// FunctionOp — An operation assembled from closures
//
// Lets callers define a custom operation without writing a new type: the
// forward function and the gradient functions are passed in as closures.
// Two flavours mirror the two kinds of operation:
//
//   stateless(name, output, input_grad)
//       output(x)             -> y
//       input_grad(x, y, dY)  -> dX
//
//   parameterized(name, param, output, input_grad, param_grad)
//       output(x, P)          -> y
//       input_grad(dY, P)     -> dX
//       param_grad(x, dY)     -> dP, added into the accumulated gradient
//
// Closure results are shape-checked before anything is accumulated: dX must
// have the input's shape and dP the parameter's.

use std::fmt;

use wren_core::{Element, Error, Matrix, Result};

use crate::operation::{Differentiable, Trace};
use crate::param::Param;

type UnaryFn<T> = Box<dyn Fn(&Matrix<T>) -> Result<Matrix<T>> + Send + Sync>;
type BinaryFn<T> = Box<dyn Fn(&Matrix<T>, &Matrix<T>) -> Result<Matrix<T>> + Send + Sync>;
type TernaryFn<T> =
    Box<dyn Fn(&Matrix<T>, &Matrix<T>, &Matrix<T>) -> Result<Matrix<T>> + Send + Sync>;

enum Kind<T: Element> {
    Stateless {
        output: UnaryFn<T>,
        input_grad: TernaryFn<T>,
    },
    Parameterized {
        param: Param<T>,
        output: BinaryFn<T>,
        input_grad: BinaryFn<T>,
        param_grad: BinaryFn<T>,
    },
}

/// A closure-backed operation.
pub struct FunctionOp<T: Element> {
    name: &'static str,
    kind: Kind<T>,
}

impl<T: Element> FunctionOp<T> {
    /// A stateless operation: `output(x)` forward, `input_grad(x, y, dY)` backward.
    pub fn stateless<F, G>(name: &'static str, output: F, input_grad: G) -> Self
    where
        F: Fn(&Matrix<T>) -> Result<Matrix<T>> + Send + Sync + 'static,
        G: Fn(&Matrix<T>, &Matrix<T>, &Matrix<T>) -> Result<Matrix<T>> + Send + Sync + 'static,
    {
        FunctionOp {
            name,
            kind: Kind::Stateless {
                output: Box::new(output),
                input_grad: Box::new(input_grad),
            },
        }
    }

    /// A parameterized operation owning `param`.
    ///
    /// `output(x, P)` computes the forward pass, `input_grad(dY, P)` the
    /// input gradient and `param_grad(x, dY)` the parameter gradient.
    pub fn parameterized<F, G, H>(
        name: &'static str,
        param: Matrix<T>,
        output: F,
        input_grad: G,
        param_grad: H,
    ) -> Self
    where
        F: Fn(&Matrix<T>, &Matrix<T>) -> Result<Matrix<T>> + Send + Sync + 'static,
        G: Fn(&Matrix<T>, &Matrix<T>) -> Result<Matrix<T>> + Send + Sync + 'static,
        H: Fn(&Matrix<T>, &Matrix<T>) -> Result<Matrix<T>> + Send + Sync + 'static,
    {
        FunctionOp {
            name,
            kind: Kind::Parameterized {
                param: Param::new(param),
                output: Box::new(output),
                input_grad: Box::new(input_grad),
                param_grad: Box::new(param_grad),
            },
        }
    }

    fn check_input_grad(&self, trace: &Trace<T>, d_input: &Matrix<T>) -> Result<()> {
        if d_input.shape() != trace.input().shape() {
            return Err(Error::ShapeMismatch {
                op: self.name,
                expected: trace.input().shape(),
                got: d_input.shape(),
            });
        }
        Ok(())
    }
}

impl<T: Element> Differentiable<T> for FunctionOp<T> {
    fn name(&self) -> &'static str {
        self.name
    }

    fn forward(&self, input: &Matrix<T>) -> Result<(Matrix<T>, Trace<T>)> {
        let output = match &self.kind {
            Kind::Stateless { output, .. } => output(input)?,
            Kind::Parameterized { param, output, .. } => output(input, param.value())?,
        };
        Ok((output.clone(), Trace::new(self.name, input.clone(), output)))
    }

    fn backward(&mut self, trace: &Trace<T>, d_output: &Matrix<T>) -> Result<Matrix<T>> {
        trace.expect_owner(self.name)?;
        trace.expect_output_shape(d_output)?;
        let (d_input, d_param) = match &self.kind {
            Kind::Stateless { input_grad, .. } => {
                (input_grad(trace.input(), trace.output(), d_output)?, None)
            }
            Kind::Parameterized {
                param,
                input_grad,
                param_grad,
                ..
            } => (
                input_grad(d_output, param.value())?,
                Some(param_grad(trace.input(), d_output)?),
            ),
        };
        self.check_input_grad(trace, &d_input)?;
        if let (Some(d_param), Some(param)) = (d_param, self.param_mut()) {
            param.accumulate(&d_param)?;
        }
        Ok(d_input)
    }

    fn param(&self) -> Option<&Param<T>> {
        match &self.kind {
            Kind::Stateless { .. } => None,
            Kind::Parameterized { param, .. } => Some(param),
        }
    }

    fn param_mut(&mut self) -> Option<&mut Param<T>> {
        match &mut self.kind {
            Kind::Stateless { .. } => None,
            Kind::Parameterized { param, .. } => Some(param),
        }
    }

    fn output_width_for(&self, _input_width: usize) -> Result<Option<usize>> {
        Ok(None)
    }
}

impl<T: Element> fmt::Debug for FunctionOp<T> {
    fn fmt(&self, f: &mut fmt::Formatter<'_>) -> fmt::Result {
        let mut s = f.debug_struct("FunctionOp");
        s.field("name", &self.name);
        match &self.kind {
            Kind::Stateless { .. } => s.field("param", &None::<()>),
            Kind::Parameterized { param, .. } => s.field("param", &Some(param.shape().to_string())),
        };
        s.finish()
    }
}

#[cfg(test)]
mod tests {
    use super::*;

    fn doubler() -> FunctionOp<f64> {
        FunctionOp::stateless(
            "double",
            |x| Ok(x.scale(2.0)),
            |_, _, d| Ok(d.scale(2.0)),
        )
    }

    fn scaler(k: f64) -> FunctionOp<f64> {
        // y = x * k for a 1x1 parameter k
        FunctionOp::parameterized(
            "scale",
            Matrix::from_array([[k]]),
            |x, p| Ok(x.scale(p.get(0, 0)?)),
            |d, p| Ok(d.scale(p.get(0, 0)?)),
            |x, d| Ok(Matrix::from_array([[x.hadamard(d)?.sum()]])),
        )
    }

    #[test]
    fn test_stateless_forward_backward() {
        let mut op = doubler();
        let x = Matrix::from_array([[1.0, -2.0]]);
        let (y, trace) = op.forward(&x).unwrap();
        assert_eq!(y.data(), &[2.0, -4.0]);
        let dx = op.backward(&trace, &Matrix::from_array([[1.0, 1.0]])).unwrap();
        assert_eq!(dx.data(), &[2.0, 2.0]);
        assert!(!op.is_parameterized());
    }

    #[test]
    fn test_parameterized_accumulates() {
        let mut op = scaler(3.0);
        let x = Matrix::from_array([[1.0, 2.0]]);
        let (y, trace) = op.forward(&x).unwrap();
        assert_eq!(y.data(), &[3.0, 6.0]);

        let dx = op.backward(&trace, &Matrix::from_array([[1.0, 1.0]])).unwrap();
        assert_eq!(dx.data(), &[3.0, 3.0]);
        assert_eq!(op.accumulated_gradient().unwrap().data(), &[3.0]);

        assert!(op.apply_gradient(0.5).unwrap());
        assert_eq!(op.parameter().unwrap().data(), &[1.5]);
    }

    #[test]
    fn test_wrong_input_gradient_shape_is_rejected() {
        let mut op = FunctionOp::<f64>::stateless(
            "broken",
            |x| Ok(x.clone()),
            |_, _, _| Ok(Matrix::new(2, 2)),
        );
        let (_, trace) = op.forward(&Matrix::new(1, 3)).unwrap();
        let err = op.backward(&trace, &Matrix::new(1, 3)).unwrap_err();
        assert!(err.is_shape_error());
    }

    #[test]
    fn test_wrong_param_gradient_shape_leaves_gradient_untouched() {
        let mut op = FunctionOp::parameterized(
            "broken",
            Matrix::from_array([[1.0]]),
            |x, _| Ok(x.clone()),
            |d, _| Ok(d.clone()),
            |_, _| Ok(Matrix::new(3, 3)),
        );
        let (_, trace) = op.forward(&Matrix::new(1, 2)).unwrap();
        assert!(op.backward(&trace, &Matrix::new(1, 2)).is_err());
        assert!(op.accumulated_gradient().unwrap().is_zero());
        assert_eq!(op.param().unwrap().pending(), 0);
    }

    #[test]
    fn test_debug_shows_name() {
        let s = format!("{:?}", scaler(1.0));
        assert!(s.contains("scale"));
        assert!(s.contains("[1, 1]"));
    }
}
☆ ☆ ☆ ☆ ☆ ☆ ☆
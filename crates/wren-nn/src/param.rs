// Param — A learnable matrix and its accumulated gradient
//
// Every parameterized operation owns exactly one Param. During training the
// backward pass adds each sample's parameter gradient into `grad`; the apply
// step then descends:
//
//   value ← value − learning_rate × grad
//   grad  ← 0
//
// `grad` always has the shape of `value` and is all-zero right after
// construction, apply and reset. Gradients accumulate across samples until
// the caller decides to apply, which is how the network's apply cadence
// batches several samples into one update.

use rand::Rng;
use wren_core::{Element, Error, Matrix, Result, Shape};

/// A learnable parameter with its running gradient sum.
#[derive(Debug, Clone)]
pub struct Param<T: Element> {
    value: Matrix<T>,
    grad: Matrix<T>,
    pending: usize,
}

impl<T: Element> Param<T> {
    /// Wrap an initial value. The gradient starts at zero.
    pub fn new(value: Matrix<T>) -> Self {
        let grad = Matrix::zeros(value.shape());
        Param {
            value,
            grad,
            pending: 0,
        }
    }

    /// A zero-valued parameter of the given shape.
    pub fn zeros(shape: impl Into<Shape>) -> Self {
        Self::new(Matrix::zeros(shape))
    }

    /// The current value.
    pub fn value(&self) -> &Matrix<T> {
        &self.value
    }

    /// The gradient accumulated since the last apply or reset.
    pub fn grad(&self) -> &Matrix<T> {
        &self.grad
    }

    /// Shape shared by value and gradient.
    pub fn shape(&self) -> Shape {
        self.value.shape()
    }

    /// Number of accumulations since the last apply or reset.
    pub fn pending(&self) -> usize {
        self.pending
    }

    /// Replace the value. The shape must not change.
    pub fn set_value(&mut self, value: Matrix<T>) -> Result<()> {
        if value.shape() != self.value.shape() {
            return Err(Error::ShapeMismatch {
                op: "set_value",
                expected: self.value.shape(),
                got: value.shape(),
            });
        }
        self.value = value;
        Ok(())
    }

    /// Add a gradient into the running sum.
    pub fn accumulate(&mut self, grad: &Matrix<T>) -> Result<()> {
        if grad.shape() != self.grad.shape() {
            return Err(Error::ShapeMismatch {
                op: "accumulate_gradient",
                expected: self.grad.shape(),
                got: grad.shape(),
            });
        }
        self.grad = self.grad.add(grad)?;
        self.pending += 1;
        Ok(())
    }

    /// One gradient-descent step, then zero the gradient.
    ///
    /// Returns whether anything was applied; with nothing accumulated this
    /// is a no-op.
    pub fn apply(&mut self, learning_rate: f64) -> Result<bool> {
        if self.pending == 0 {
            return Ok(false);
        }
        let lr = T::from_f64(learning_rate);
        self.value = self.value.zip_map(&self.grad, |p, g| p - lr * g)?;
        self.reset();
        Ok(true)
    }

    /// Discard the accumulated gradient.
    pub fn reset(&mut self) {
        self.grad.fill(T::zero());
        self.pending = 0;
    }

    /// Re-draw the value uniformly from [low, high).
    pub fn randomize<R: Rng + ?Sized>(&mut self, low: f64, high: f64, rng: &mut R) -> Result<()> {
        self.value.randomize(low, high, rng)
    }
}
☆ ☆ ☆ ☆ ☆ ☆ ☆
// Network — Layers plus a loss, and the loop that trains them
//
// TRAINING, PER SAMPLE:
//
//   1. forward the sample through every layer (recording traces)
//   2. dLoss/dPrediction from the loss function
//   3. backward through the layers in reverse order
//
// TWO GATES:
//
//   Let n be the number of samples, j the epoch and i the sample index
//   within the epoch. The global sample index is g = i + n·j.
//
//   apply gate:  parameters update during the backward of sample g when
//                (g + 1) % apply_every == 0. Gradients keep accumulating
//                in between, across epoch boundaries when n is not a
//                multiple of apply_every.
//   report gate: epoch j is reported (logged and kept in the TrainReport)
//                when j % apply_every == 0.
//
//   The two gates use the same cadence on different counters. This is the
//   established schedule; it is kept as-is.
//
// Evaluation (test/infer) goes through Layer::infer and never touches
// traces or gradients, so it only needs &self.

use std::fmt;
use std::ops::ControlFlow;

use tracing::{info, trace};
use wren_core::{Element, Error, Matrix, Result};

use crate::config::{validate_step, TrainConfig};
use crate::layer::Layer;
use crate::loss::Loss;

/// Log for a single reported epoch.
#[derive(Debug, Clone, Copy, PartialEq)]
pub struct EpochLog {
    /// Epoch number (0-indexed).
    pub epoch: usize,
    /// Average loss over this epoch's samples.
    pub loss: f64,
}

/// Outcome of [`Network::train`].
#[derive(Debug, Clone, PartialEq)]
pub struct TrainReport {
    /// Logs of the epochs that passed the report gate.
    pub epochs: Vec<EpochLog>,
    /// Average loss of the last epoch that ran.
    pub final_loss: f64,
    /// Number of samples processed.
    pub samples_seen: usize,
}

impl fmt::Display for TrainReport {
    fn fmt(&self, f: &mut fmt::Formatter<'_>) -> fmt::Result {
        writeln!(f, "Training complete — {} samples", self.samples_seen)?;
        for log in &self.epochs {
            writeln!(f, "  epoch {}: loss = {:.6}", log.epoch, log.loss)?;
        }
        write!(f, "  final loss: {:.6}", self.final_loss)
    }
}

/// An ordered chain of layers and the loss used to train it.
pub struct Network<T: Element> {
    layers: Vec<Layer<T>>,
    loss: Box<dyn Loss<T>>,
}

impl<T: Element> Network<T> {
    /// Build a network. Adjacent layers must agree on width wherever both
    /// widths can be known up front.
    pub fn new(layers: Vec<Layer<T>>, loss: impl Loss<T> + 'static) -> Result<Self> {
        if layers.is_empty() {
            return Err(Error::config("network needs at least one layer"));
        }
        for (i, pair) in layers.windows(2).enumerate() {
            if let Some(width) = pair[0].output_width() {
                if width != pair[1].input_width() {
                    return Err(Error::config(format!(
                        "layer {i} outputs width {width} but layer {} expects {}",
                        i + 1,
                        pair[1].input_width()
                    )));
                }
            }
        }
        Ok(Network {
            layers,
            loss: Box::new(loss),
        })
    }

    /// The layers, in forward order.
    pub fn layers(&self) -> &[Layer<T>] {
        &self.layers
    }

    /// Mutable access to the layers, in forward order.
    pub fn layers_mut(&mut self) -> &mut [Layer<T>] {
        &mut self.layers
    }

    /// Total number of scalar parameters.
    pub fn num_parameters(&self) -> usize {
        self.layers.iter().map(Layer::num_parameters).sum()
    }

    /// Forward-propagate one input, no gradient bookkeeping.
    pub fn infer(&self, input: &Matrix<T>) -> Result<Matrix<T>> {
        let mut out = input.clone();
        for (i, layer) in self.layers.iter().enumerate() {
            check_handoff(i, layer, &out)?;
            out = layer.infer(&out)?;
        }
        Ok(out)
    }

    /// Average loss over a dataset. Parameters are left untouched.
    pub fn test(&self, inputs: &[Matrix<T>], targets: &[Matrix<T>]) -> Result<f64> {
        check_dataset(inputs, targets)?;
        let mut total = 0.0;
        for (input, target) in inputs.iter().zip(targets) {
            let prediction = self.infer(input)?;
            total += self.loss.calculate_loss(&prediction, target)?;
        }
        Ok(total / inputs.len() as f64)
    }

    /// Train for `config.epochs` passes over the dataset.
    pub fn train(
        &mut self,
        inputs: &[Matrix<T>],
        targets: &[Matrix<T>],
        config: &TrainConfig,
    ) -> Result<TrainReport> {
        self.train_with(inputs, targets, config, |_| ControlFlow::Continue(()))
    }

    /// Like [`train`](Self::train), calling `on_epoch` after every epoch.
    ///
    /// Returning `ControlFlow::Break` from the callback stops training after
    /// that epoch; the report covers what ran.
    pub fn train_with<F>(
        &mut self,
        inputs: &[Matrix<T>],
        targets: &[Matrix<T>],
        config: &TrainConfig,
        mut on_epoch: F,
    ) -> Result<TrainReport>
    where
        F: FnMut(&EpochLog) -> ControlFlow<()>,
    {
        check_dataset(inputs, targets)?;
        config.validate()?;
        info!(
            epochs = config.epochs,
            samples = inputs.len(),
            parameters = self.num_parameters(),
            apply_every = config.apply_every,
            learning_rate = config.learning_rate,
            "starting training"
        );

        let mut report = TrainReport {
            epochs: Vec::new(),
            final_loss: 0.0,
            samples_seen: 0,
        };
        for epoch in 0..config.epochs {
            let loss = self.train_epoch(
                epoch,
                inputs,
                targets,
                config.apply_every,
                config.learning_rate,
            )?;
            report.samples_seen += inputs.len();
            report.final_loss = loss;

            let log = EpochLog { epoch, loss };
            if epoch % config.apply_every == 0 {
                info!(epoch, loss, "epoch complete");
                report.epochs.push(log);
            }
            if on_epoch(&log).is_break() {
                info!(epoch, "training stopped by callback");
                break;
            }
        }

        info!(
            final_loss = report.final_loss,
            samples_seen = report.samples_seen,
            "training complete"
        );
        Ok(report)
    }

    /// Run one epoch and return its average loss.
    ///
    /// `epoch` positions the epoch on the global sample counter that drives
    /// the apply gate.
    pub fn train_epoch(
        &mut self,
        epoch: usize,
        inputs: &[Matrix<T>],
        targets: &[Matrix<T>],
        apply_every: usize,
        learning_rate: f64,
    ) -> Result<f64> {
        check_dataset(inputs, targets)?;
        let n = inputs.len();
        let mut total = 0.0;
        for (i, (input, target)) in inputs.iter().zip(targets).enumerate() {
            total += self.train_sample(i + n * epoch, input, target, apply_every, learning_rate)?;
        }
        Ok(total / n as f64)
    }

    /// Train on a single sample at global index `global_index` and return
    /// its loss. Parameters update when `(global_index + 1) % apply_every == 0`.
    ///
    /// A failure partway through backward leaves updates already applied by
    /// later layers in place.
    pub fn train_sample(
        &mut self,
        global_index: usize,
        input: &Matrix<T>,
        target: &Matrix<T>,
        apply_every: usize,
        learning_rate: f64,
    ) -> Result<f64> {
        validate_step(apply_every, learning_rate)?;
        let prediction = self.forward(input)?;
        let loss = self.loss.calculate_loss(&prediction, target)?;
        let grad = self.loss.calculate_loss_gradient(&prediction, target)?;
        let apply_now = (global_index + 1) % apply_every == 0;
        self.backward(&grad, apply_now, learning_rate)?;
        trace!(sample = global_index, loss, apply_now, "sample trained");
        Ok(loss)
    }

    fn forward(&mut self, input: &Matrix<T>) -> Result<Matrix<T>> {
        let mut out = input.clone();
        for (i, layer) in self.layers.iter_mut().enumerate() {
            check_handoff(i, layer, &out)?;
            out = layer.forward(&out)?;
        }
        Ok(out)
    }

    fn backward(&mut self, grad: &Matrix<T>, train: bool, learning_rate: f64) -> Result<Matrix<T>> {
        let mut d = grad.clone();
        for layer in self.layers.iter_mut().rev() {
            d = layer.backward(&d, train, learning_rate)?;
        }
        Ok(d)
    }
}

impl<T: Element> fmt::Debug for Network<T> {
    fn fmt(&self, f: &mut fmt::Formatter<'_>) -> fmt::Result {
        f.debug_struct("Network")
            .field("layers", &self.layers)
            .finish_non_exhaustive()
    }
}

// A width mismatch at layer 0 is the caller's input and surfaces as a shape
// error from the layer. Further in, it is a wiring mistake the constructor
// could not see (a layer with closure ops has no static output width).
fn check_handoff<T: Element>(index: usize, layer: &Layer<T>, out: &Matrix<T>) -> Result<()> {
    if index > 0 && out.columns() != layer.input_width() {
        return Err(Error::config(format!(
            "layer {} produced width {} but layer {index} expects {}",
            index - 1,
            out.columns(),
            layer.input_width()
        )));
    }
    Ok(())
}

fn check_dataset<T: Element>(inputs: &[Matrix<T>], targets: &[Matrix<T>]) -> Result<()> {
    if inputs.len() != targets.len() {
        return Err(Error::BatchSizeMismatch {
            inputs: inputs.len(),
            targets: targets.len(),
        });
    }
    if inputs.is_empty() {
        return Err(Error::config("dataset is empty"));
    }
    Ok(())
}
☆ ☆ ☆ ☆ ☆ ☆ ☆
> [What you will do]
Would you retype exactly the lines above, from the line with "of scalar parameters." to the line with "are left untouched.", with both end lines kept and nothing more?

> [Solution to this problem]
    /// Total number of scalar parameters.
    pub fn num_parameters(&self) -> usize {
        self.layers.iter().map(Layer::num_parameters).sum()
    }

    /// Forward-propagate one input, no gradient bookkeeping.
    pub fn infer(&self, input: &Matrix<T>) -> Result<Matrix<T>> {
        let mut out = input.clone();
        for (i, layer) in self.layers.iter().enumerate() {
            check_handoff(i, layer, &out)?;
            out = layer.infer(&out)?;
        }
        Ok(out)
    }

    /// Average loss over a dataset. Parameters are left untouched.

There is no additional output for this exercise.